# AIM OF THE EXERCISE
Please write out, exactly, every line of the listing from its first line through the one that includes "use crate::application::services::CreateReservationCommand;".

# DATA FOR PROCESSING
────────────────────────────────────────

pub mod assignments;
pub mod health;
pub mod metrics;
pub mod packs;
pub mod payments;
pub mod request_id;
pub mod reservations;
pub mod rooms;
//! Reservation DTOs

use chrono::{DateTime, NaiveDate, Utc};
use serde::{Deserialize, Serialize};
use utoipa::{IntoParams, ToSchema};
use validator::Validate;

use crate::application::services::CreateReservationCommand;
use crate::domain::Reservation;

/// Reservation in API responses
#[derive(Debug, Serialize, Deserialize, ToSchema)]
#[serde(rename_all = "camelCase")]
pub struct ReservationDto {
    pub id: i32,
    pub room_id: i32,
    pub professional_id: i32,
    pub date: NaiveDate,
    /// "HH:MM"
    pub start_time: String,
    pub end_time: String,
    /// pending | confirmed | cancelled | completed | no_show
    pub status: String,
    /// pending_payment | paid | refunded | cancelled
    pub payment_status: String,
    /// Null for standalone bookings
    pub pack_assignment_id: Option<i32>,
    pub notes: Option<String>,
    pub created_at: DateTime<Utc>,
    pub updated_at: DateTime<Utc>,
}

impl From<Reservation> for ReservationDto {
    fn from(r: Reservation) -> Self {
        Self {
            id: r.id,
            room_id: r.room_id,
            professional_id: r.professional_id,
            date: r.date,
            start_time: r.range.start().format("%H:%M").to_string(),
            end_time: r.range.end().format("%H:%M").to_string(),
            status: r.status.to_string(),
            payment_status: r.payment_status.to_string(),
            pack_assignment_id: r.pack_assignment_id,
            notes: r.notes,
            created_at: r.created_at,
            updated_at: r.updated_at,
        }
    }
}

/// Single standalone booking
#[derive(Debug, Deserialize, Validate, ToSchema)]
#[serde(rename_all = "camelCase")]
pub struct CreateReservationRequest {
    #[validate(range(min = 1))]
    pub room_id: i32,
    #[validate(range(min = 1))]
    pub professional_id: i32,
    pub date: NaiveDate,
    #[validate(length(min = 4, max = 8))]
    pub start_time: String,
    #[validate(length(min = 4, max = 8))]
    pub end_time: String,
    #[validate(length(max = 1000))]
    pub notes: Option<String>,
}

impl From<CreateReservationRequest> for CreateReservationCommand {
    fn from(r: CreateReservationRequest) -> Self {
        Self {
            room_id: r.room_id,
            professional_id: r.professional_id,
            date: r.date,
            start_time: r.start_time,
            end_time: r.end_time,
            notes: r.notes,
        }
    }
}

#[derive(Debug, Deserialize, Validate, ToSchema)]
pub struct UpdateReservationStatusRequest {
    /// Target state
    #[validate(length(min = 1))]
    pub status: String,
}

#[derive(Debug, Default, Deserialize, IntoParams)]
#[serde(rename_all = "camelCase")]
pub struct ListReservationsParams {
    pub room_id: Option<i32>,
    pub professional_id: Option<i32>,
    pub pack_assignment_id: Option<i32>,
    pub status: Option<String>,
    /// Inclusive
    pub date_from: Option<NaiveDate>,
    /// Inclusive
    pub date_to: Option<NaiveDate>,
}
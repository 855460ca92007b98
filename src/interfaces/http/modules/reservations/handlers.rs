//! Reservation HTTP handlers

use std::sync::Arc;

use axum::extract::{Path, Query, State};
use axum::http::StatusCode;
use axum::Json;

use super::dto::*;
use crate::application::BookingService;
use crate::domain::reservation::ReservationFilter;
use crate::domain::ReservationStatus;
use crate::interfaces::http::common::{
    ApiError, ApiResponse, ApiResult, ConflictReport, ValidatedJson,
};

#[derive(Clone)]
pub struct ReservationState {
    pub booking: Arc<BookingService>,
}

#[utoipa::path(
    post,
    path = "/api/v1/reservations",
    tag = "Reservations",
    request_body = CreateReservationRequest,
    responses(
        (status = 201, description = "Reservation created", body = ApiResponse<ReservationDto>),
        (status = 400, description = "Invalid request or the room is taken", body = ApiResponse<ConflictReport>),
        (status = 404, description = "Room or professional not found")
    )
)]
pub async fn create_reservation(
    State(state): State<ReservationState>,
    ValidatedJson(request): ValidatedJson<CreateReservationRequest>,
) -> Result<(StatusCode, Json<ApiResponse<ReservationDto>>), ApiError> {
    let reservation = state.booking.create(request.into()).await?;
    Ok((
        StatusCode::CREATED,
        Json(ApiResponse::success(reservation.into())),
    ))
}

#[utoipa::path(
    get,
    path = "/api/v1/reservations",
    tag = "Reservations",
    params(ListReservationsParams),
    responses(
        (status = 200, description = "Reservations ordered by date and start time", body = ApiResponse<Vec<ReservationDto>>),
        (status = 400, description = "Invalid filter")
    )
)]
pub async fn list_reservations(
    State(state): State<ReservationState>,
    Query(params): Query<ListReservationsParams>,
) -> ApiResult<Vec<ReservationDto>> {
    let filter = ReservationFilter {
        room_id: params.room_id,
        professional_id: params.professional_id,
        pack_assignment_id: params.pack_assignment_id,
        status: params.status.as_deref().map(str::parse).transpose()?,
        date_from: params.date_from,
        date_to: params.date_to,
    };
    let reservations = state.booking.list(filter).await?;
    Ok(Json(ApiResponse::success(
        reservations.into_iter().map(ReservationDto::from).collect(),
    )))
}

#[utoipa::path(
    get,
    path = "/api/v1/reservations/{id}",
    tag = "Reservations",
    params(("id" = i32, Path, description = "Reservation ID")),
    responses(
        (status = 200, description = "Reservation", body = ApiResponse<ReservationDto>),
        (status = 404, description = "Not found")
    )
)]
pub async fn get_reservation(
    State(state): State<ReservationState>,
    Path(id): Path<i32>,
) -> ApiResult<ReservationDto> {
    let reservation = state.booking.get(id).await?;
    Ok(Json(ApiResponse::success(reservation.into())))
}

#[utoipa::path(
    patch,
    path = "/api/v1/reservations/{id}/status",
    tag = "Reservations",
    params(("id" = i32, Path, description = "Reservation ID")),
    request_body = UpdateReservationStatusRequest,
    responses(
        (status = 200, description = "Status changed", body = ApiResponse<ReservationDto>),
        (status = 404, description = "Not found"),
        (status = 409, description = "Transition not allowed")
    )
)]
pub async fn update_reservation_status(
    State(state): State<ReservationState>,
    Path(id): Path<i32>,
    ValidatedJson(request): ValidatedJson<UpdateReservationStatusRequest>,
) -> ApiResult<ReservationDto> {
    let status: ReservationStatus = request.status.parse()?;
    let reservation = state.booking.change_status(id, status).await?;
    Ok(Json(ApiResponse::success(reservation.into())))
}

────────────────────────────────────────

# OUTPUT FOR THIS TASK
pub mod assignments;
pub mod health;
pub mod metrics;
pub mod packs;
pub mod payments;
pub mod request_id;
pub mod reservations;
pub mod rooms;
//! Reservation DTOs

use chrono::{DateTime, NaiveDate, Utc};
use serde::{Deserialize, Serialize};
use utoipa::{IntoParams, ToSchema};
use validator::Validate;

use crate::application::services::CreateReservationCommand;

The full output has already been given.